Reproduce the records starting at the line that contains "pub fn push(&mut" and running to the last line, exactly and in full.

[Records drawn from a dataset]
Start of Block

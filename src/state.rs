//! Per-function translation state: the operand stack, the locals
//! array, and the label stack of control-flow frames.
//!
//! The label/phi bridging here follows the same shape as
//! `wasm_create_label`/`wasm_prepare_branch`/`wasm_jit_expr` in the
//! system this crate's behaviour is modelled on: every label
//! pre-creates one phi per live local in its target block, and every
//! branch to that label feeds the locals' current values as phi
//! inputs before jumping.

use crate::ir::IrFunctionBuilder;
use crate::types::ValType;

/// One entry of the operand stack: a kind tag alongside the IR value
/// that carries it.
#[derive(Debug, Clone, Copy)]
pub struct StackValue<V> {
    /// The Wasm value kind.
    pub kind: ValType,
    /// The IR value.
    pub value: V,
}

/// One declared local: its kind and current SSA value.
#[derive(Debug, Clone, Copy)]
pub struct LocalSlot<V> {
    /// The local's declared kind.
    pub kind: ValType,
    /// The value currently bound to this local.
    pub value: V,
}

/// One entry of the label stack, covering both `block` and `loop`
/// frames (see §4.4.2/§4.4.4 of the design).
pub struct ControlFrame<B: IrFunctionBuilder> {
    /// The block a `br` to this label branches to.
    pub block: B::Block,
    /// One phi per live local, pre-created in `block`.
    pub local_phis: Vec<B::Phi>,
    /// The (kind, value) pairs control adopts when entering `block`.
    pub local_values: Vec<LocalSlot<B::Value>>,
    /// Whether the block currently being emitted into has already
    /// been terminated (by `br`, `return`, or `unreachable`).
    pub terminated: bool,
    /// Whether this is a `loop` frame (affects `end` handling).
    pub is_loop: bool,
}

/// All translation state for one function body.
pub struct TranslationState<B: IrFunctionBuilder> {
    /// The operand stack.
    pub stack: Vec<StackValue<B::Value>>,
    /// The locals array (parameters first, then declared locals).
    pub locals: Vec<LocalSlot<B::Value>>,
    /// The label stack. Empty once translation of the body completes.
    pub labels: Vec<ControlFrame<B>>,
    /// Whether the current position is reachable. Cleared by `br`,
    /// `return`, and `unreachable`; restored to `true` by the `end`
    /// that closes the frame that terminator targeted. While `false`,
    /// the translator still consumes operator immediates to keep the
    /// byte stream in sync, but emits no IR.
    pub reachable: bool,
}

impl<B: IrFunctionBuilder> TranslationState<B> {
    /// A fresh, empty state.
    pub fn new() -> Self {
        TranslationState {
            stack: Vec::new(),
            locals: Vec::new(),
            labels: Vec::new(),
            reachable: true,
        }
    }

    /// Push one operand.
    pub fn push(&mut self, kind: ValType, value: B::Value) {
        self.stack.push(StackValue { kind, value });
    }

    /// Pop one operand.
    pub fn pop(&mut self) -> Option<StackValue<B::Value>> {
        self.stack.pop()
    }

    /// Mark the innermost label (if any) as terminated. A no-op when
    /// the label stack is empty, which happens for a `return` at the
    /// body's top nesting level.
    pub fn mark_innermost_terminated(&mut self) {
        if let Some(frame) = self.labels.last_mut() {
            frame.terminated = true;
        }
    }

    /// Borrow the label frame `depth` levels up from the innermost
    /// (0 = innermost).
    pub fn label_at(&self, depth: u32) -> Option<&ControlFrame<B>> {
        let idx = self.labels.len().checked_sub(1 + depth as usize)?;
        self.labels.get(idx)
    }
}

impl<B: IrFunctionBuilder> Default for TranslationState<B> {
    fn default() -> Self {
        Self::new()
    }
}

End of Block

RESPONSE AREA:
    pub fn push(&mut self, kind: ValType, value: B::Value) {
        self.stack.push(StackValue { kind, value });
    }

    /// Pop one operand.
    pub fn pop(&mut self) -> Option<StackValue<B::Value>> {
        self.stack.pop()
    }

    /// Mark the innermost label (if any) as terminated. A no-op when
    /// the label stack is empty, which happens for a `return` at the
    /// body's top nesting level.
    pub fn mark_innermost_terminated(&mut self) {
        if let Some(frame) = self.labels.last_mut() {
            frame.terminated = true;
        }
    }

    /// Borrow the label frame `depth` levels up from the innermost
    /// (0 = innermost).
    pub fn label_at(&self, depth: u32) -> Option<&ControlFrame<B>> {
        let idx = self.labels.len().checked_sub(1 + depth as usize)?;
        self.labels.get(idx)
    }
}

impl<B: IrFunctionBuilder> Default for TranslationState<B> {
    fn default() -> Self {
        Self::new()
    }
}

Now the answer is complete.